阅读说明：本技术 带有n面非注入区窗口的半导体激光器 (Semiconductor laser with N-face non-injection region window ) 是由 林涛 穆妍 解佳男 李亚宁 孙婉君 于 2021-07-30 设计创作，主要内容包括：带有N面非注入区窗口的半导体激光器结构,包括从上至下依次设置的P面电极,欧姆接触层,上限制层,上波导层,量子阱,下波导层,下限制层,衬底,N面非注入区窗口一,N面非注入区窗口二,N面电极；本发明带有N面非注入区窗口的半导体激光器结构,通过在较厚的N面衬底制作非注入区窗口来降低前后腔面处的载流子浓度,减少非辐射复合,光吸收相对减少,降低腔面处产生的热量,提高COD阈值,提升器件特性。
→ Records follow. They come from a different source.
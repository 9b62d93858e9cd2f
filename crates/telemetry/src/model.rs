//! Data model for turn traces, spans, and usage summaries.

use chrono::{DateTime, Utc};
use serde::{Deserialize, Serialize};
use uuid::Uuid;

// ── Span ──────────────────────────────────────────────────────────────────

/// The kind of work a span represents.
#[derive(Debug, Clone, Serialize, Deserialize, PartialEq, Eq)]
#[serde(rename_all = "snake_case")]
pub enum SpanKind {
    /// Turn start until the response was handed back.
    Response,
    /// Response hand-off until the background pipeline finished.
    Background,
    /// Top-level turn (user message → background done).
    Turn,
}

impl std::fmt::Display for SpanKind {
    fn fmt(&self, f: &mut std::fmt::Formatter<'_>) -> std::fmt::Result {
        match self {
            Self::Response => write!(f, "response"),
            Self::Background => write!(f, "background"),
            Self::Turn => write!(f, "turn"),
        }
    }
}

/// A single traced execution unit.
#[derive(Debug, Clone, Serialize, Deserialize)]
pub struct Span {
    /// Unique identifier.
    pub id: String,
    /// Parent span id (None for root spans).
    pub parent_id: Option<String>,
    /// What kind of work this represents.
    pub kind: SpanKind,
    /// Human-readable label.
    pub label: String,
    /// Duration in milliseconds.
    pub duration_ms: u64,
    /// Whether the operation succeeded.
    pub success: bool,
    /// Arbitrary metadata.
    #[serde(default)]
    pub metadata: serde_json::Map<String, serde_json::Value>,
}

impl Span {
    /// A finished span of the given kind.
    pub fn completed(kind: SpanKind, label: impl Into<String>, duration_ms: u64, success: bool) -> Self {
        Self {
            id: Uuid::new_v4().to_string(),
            parent_id: None,
            kind,
            label: label.into(),
            duration_ms,
            success,
            metadata: serde_json::Map::new(),
        }
    }

    /// Set the parent span.
    pub fn with_parent(mut self, parent_id: impl Into<String>) -> Self {
        self.parent_id = Some(parent_id.into());
        self
    }

    pub fn with_metadata(mut self, key: &str, value: serde_json::Value) -> Self {
        self.metadata.insert(key.to_string(), value);
        self
    }
}

// ── Trace ─────────────────────────────────────────────────────────────────

/// A collection of spans representing one conversation turn.
#[derive(Debug, Clone, Serialize, Deserialize)]
pub struct Trace {
    /// Unique trace id.
    pub id: String,
    /// Conversation id this trace belongs to.
    pub conversation_id: String,
    pub user_id: String,
    /// How the loop ended ("final_answer", "tool_failure", "forced_finish").
    pub termination: String,
    pub steps: u32,
    pub tool_calls: usize,
    /// All spans in this trace.
    pub spans: Vec<Span>,
    /// When the trace was recorded.
    pub recorded_at: DateTime<Utc>,
}

impl Trace {
    /// Total duration in milliseconds (the root span, if any).
    pub fn total_duration_ms(&self) -> u64 {
        self.spans
            .iter()
            .find(|s| s.kind == SpanKind::Turn)
            .map_or(0, |s| s.duration_ms)
    }

    /// Response latency in milliseconds.
    pub fn response_ms(&self) -> u64 {
        self.spans
            .iter()
            .find(|s| s.kind == SpanKind::Response)
            .map_or(0, |s| s.duration_ms)
    }
}

// ── Summary ───────────────────────────────────────────────────────────────

/// Running totals since engine creation.
#[derive(Debug, Clone, Default, PartialEq, Serialize, Deserialize)]
pub struct TelemetrySummary {
    pub turns: u64,
    pub final_answers: u64,
    pub tool_failures: u64,
    pub forced_finishes: u64,
    pub total_steps: u64,
    pub total_tool_calls: u64,
    /// Tool executions observed on the event bus.
    pub tool_executions: u64,
    pub failed_tool_executions: u64,
    pub background_failures: u64,
    pub memories_learned: u64,
    pub mean_response_ms: f64,
    pub max_response_ms: u64,
    pub trace_count: usize,
}

impl TelemetrySummary {
    /// Mean planner steps per turn.
    pub fn mean_steps(&self) -> f64 {
        if self.turns == 0 {
            0.0
        } else {
            self.total_steps as f64 / self.turns as f64
        }
    }
}
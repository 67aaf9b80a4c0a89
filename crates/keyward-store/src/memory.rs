//! In-memory implementations of the store traits.
//!
//! These are primarily for testing. They have the same semantics as the
//! SQLite and filesystem backends but keep everything in memory.

use std::collections::{BTreeMap, BTreeSet, HashMap};
use std::sync::RwLock;

use async_trait::async_trait;
use keyward_core::{
    FileId, FilePermissionId, Key, KeyId, KeyTable, NotificationId, NotificationStatus,
    PermissionId, SymmetricKey, UserId,
};

use crate::error::{Result, StoreError};
use crate::records::{
    Direction, FilePermissionRecord, FileRecord, GrantCommit, GrantOutcome, GrantPermission,
    Notification, PermissionRecord, UserRecord,
};
use crate::traits::{BlobStore, KeyStore, Repository};

// ─────────────────────────────────────────────────────────────────────────────
// Key store
// ─────────────────────────────────────────────────────────────────────────────

/// In-memory key store. Ids start at 1 in every table.
#[derive(Default)]
pub struct MemoryKeyStore {
    tables: RwLock<HashMap<KeyTable, BTreeMap<KeyId, SymmetricKey>>>,
}

impl MemoryKeyStore {
    pub fn new() -> Self {
        Self::default()
    }

    /// Number of keys held in `table`.
    pub fn len(&self, table: KeyTable) -> usize {
        let tables = self.tables.read().unwrap();
        tables.get(&table).map_or(0, BTreeMap::len)
    }
}

#[async_trait]
impl KeyStore for MemoryKeyStore {
    async fn get(&self, table: KeyTable, id: KeyId) -> Result<Key> {
        let tables = self.tables.read().unwrap();
        tables
            .get(&table)
            .and_then(|keys| keys.get(&id))
            .map(|material| Key::new(id, material.clone()))
            .ok_or_else(|| StoreError::NotFound(format!("{} key {}", table, id)))
    }

    async fn put(&self, table: KeyTable, material: SymmetricKey) -> Result<Key> {
        let mut tables = self.tables.write().unwrap();
        let keys = tables.entry(table).or_default();
        let next = keys.keys().next_back().map_or(1, |id| id.get() + 1);
        let id = KeyId(next);
        keys.insert(id, material.clone());
        Ok(Key::new(id, material))
    }

    async fn get_many(&self, table: KeyTable, ids: &[KeyId]) -> Result<Vec<Key>> {
        let tables = self.tables.read().unwrap();
        let Some(keys) = tables.get(&table) else {
            return Ok(Vec::new());
        };
        Ok(ids
            .iter()
            .filter_map(|id| keys.get(id).map(|m| Key::new(*id, m.clone())))
            .collect())
    }
}

// ─────────────────────────────────────────────────────────────────────────────
// Repository
// ─────────────────────────────────────────────────────────────────────────────

/// In-memory repository.
///
/// All data is lost when the store is dropped. Thread-safe via RwLock.
pub struct MemoryStore {
    inner: RwLock<MemoryStoreInner>,
}

#[derive(Default)]
struct MemoryStoreInner {
    next_id: u64,
    users: BTreeMap<UserId, UserRecord>,
    files: BTreeMap<FileId, FileRecord>,
    permissions: BTreeMap<PermissionId, PermissionRecord>,
    /// (source, target) -> permission, mirrors the SQLite unique index.
    permission_pairs: HashMap<(UserId, UserId), PermissionId>,
    notifications: BTreeMap<NotificationId, Notification>,
    file_permissions: BTreeMap<FilePermissionId, FilePermissionRecord>,
}

impl MemoryStoreInner {
    fn allocate(&mut self) -> u64 {
        self.next_id += 1;
        self.next_id
    }

    fn insert_permission(&mut self, mut permission: PermissionRecord) -> Result<PermissionRecord> {
        let pair = (permission.source_user_id, permission.target_user_id);
        if self.permission_pairs.contains_key(&pair) {
            return Err(StoreError::Conflict(format!(
                "permission already exists for ({}, {})",
                pair.0, pair.1
            )));
        }
        permission.id = PermissionId(self.allocate());
        self.permission_pairs.insert(pair, permission.id);
        self.permissions.insert(permission.id, permission.clone());
        Ok(permission)
    }
}

impl MemoryStore {
    /// Create a new empty in-memory store.
    pub fn new() -> Self {
        Self {
            inner: RwLock::new(MemoryStoreInner::default()),
        }
    }

    /// Total number of permission rows.
    pub fn permission_count(&self) -> usize {
        self.inner.read().unwrap().permissions.len()
    }

    /// Total number of notification rows.
    pub fn notification_count(&self) -> usize {
        self.inner.read().unwrap().notifications.len()
    }

    /// Total number of file permission rows.
    pub fn file_permission_count(&self) -> usize {
        self.inner.read().unwrap().file_permissions.len()
    }
}

impl Default for MemoryStore {
    fn default() -> Self {
        Self::new()
    }
}

#[async_trait]
impl Repository for MemoryStore {
    async fn insert_user(&self, mut user: UserRecord) -> Result<UserRecord> {
        let mut inner = self.inner.write().unwrap();
        if inner.users.values().any(|u| u.username == user.username) {
            return Err(StoreError::Conflict(format!(
                "username {} is taken",
                user.username
            )));
        }
        user.id = UserId(inner.allocate());
        inner.users.insert(user.id, user.clone());
        Ok(user)
    }

    async fn get_user(&self, id: UserId) -> Result<Option<UserRecord>> {
        let inner = self.inner.read().unwrap();
        Ok(inner.users.get(&id).cloned())
    }

    async fn get_user_by_username(&self, username: &str) -> Result<Option<UserRecord>> {
        let inner = self.inner.read().unwrap();
        Ok(inner.users.values().find(|u| u.username == username).cloned())
    }

    async fn update_user(&self, user: &UserRecord) -> Result<()> {
        let mut inner = self.inner.write().unwrap();
        if inner
            .users
            .values()
            .any(|u| u.username == user.username && u.id != user.id)
        {
            return Err(StoreError::Conflict(format!(
                "username {} is taken",
                user.username
            )));
        }
        match inner.users.get_mut(&user.id) {
            Some(slot) => {
                *slot = user.clone();
                Ok(())
            }
            None => Err(StoreError::NotFound(format!("user {}", user.id))),
        }
    }

    async fn insert_file(&self, mut file: FileRecord) -> Result<FileRecord> {
        let mut inner = self.inner.write().unwrap();
        file.id = FileId(inner.allocate());
        inner.files.insert(file.id, file.clone());
        Ok(file)
    }

    async fn get_file(&self, id: FileId) -> Result<Option<FileRecord>> {
        let inner = self.inner.read().unwrap();
        Ok(inner.files.get(&id).cloned())
    }

    async fn list_files(&self, owner: UserId, file_type: Option<&str>) -> Result<Vec<FileRecord>> {
        let inner = self.inner.read().unwrap();
        Ok(inner
            .files
            .values()
            .filter(|f| f.owner_id == owner)
            .filter(|f| file_type.map_or(true, |t| f.file_type == t))
            .cloned()
            .collect())
    }

    async fn mark_signed(&self, id: FileId) -> Result<()> {
        let mut inner = self.inner.write().unwrap();
        match inner.files.get_mut(&id) {
            Some(file) => {
                file.is_signed = true;
                Ok(())
            }
            None => Err(StoreError::NotFound(format!("file {}", id))),
        }
    }

    async fn delete_file(&self, id: FileId) -> Result<()> {
        let mut inner = self.inner.write().unwrap();
        if inner.files.remove(&id).is_none() {
            return Err(StoreError::NotFound(format!("file {}", id)));
        }
        inner.file_permissions.retain(|_, fp| fp.file_id != id);
        Ok(())
    }

    async fn insert_permission(&self, permission: PermissionRecord) -> Result<PermissionRecord> {
        let mut inner = self.inner.write().unwrap();
        inner.insert_permission(permission)
    }

    async fn get_permission(&self, id: PermissionId) -> Result<Option<PermissionRecord>> {
        let inner = self.inner.read().unwrap();
        Ok(inner.permissions.get(&id).cloned())
    }

    async fn find_permission(
        &self,
        source: UserId,
        target: UserId,
    ) -> Result<Option<PermissionRecord>> {
        let inner = self.inner.read().unwrap();
        Ok(inner
            .permission_pairs
            .get(&(source, target))
            .and_then(|id| inner.permissions.get(id))
            .cloned())
    }

    async fn insert_notification(&self, mut notification: Notification) -> Result<Notification> {
        let mut inner = self.inner.write().unwrap();
        notification.id = NotificationId(inner.allocate());
        inner.notifications.insert(notification.id, notification.clone());
        Ok(notification)
    }

    async fn get_notification(&self, id: NotificationId) -> Result<Option<Notification>> {
        let inner = self.inner.read().unwrap();
        Ok(inner.notifications.get(&id).cloned())
    }

    async fn update_notification_status(
        &self,
        id: NotificationId,
        status: NotificationStatus,
    ) -> Result<()> {
        let mut inner = self.inner.write().unwrap();
        match inner.notifications.get_mut(&id) {
            Some(n) => {
                n.status = status;
                Ok(())
            }
            None => Err(StoreError::NotFound(format!("notification {}", id))),
        }
    }

    async fn latest_notification(
        &self,
        source: UserId,
        target: UserId,
        file: Option<FileId>,
    ) -> Result<Option<Notification>> {
        let inner = self.inner.read().unwrap();
        Ok(inner
            .notifications
            .values()
            .rev()
            .find(|n| n.source_user_id == source && n.target_user_id == target && n.file_id == file)
            .cloned())
    }

    async fn list_notifications(
        &self,
        user: UserId,
        direction: Direction,
        status: Option<NotificationStatus>,
    ) -> Result<Vec<Notification>> {
        let inner = self.inner.read().unwrap();
        Ok(inner
            .notifications
            .values()
            .filter(|n| match direction {
                Direction::Outgoing => n.source_user_id == user,
                Direction::Incoming => n.target_user_id == user,
            })
            .filter(|n| status.map_or(true, |s| n.status == s))
            .cloned()
            .collect())
    }

    async fn find_file_permission(
        &self,
        permission: PermissionId,
        file: FileId,
    ) -> Result<Option<FilePermissionRecord>> {
        let inner = self.inner.read().unwrap();
        Ok(inner
            .file_permissions
            .values()
            .find(|fp| fp.permission_id == permission && fp.file_id == file)
            .cloned())
    }

    async fn list_file_permissions(
        &self,
        permission: PermissionId,
    ) -> Result<Vec<FilePermissionRecord>> {
        let inner = self.inner.read().unwrap();
        Ok(inner
            .file_permissions
            .values()
            .filter(|fp| fp.permission_id == permission)
            .cloned()
            .collect())
    }

    async fn commit_grant(&self, commit: GrantCommit) -> Result<GrantOutcome> {
        let mut inner = self.inner.write().unwrap();

        match inner.notifications.get(&commit.notification_id) {
            None => {
                return Err(StoreError::NotFound(format!(
                    "notification {}",
                    commit.notification_id
                )))
            }
            Some(n) if n.status != NotificationStatus::Pending => {
                return Err(StoreError::Conflict(format!(
                    "notification {} is {}",
                    n.id, n.status
                )))
            }
            Some(_) => {}
        }

        let permission = match commit.permission {
            GrantPermission::Existing(id) => {
                let permission = inner
                    .permissions
                    .get(&id)
                    .cloned()
                    .ok_or_else(|| StoreError::NotFound(format!("permission {}", id)))?;
                if let Some(grant) = &commit.file_grant {
                    let duplicate = inner
                        .file_permissions
                        .values()
                        .any(|fp| fp.permission_id == id && fp.file_id == grant.file_id);
                    if duplicate {
                        return Err(StoreError::Conflict(format!(
                            "file {} already granted under permission {}",
                            grant.file_id, id
                        )));
                    }
                }
                permission
            }
            // Nothing after this insert can fail.
            GrantPermission::New(record) => inner.insert_permission(record)?,
        };

        let file_permission = commit.file_grant.map(|grant| {
            let record = FilePermissionRecord {
                id: FilePermissionId(inner.allocate()),
                filepath: grant.filepath,
                permission_id: permission.id,
                file_id: grant.file_id,
            };
            inner.file_permissions.insert(record.id, record.clone());
            record
        });

        if let Some(n) = inner.notifications.get_mut(&commit.notification_id) {
            n.status = NotificationStatus::Accepted;
        }

        Ok(GrantOutcome {
            permission,
            file_permission,
        })
    }
}

// ─────────────────────────────────────────────────────────────────────────────
// Blob store
// ─────────────────────────────────────────────────────────────────────────────

/// In-memory blob store keyed by path.
#[derive(Default)]
pub struct MemoryBlobStore {
    inner: RwLock<MemoryBlobInner>,
}

#[derive(Default)]
struct MemoryBlobInner {
    blobs: BTreeMap<String, Vec<u8>>,
    dirs: BTreeSet<String>,
}

impl MemoryBlobStore {
    pub fn new() -> Self {
        Self::default()
    }

    /// All stored paths, sorted.
    pub fn paths(&self) -> Vec<String> {
        self.inner.read().unwrap().blobs.keys().cloned().collect()
    }
}

#[async_trait]
impl BlobStore for MemoryBlobStore {
    async fn read(&self, path: &str) -> Result<Vec<u8>> {
        let inner = self.inner.read().unwrap();
        inner
            .blobs
            .get(path)
            .cloned()
            .ok_or_else(|| StoreError::NotFound(format!("blob {}", path)))
    }

    async fn write(&self, path: &str, bytes: &[u8]) -> Result<()> {
        let mut inner = self.inner.write().unwrap();
        inner.blobs.insert(path.to_string(), bytes.to_vec());
        Ok(())
    }

    async fn make_dir(&self, path: &str) -> Result<()> {
        let mut inner = self.inner.write().unwrap();
        if !inner.dirs.insert(path.to_string()) {
            return Err(StoreError::AlreadyExists(path.to_string()));
        }
        Ok(())
    }

    async fn remove(&self, path: &str) -> Result<()> {
        let mut inner = self.inner.write().unwrap();
        inner
            .blobs
            .remove(path)
            .map(|_| ())
            .ok_or_else(|| StoreError::NotFound(format!("blob {}", path)))
    }
}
(The semiconductor laser structure with the N-surface non-injection region window comprises a P-surface electrode, an ohmic contact layer, an upper limiting layer, an upper waveguide layer, a quantum well, a lower waveguide layer, a lower limiting layer, a substrate, an N-surface non-injection region window I, an N-surface non-injection region window II and an N-surface electrode which are sequentially arranged from top to bottom; according to the semiconductor laser structure with the N-surface non-injection region window, the non-injection region window is manufactured on the thicker N-surface substrate to reduce the carrier concentration at the front cavity surface and the back cavity surface, so that non-radiative recombination is reduced, light absorption is relatively reduced, heat generated at the cavity surfaces is reduced, the COD threshold is improved, and the device characteristics are improved.)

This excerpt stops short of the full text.